- _Work item_:
For the records below, tally the lines that contain "types" and give only that number.

(Records from a collection)
══════════════════════════════

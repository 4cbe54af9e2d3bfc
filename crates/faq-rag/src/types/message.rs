//! Conversation message types

use chrono::{DateTime, Utc};
use serde::{Deserialize, Serialize};

/// Speaker of a conversation message
#[derive(Debug, Clone, Copy, PartialEq, Eq, Serialize, Deserialize)]
#[serde(rename_all = "lowercase")]
pub enum Role {
    System,
    User,
    Assistant,
}

impl Role {
    pub fn as_str(&self) -> &'static str {
        match self {
            Role::System => "system",
            Role::User => "user",
            Role::Assistant => "assistant",
        }
    }
}

impl std::fmt::Display for Role {
    fn fmt(&self, f: &mut std::fmt::Formatter<'_>) -> std::fmt::Result {
        f.write_str(self.as_str())
    }
}

/// One turn of a conversation
#[derive(Debug, Clone, PartialEq, Serialize, Deserialize)]
pub struct ConversationMessage {
    /// Speaker
    pub role: Role,
    /// Message text
    pub content: String,
    /// When the message was appended
    pub created_at: DateTime<Utc>,
}

impl ConversationMessage {
    fn with_role(role: Role, content: impl Into<String>) -> Self {
        Self {
            role,
            content: content.into(),
            created_at: Utc::now(),
        }
    }

    /// Create a system message
    pub fn system(content: impl Into<String>) -> Self {
        Self::with_role(Role::System, content)
    }

    /// Create a user message
    pub fn user(content: impl Into<String>) -> Self {
        Self::with_role(Role::User, content)
    }

    /// Create an assistant message
    pub fn assistant(content: impl Into<String>) -> Self {
        Self::with_role(Role::Assistant, content)
    }
}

══════════════════════════════

- _Answer_:
2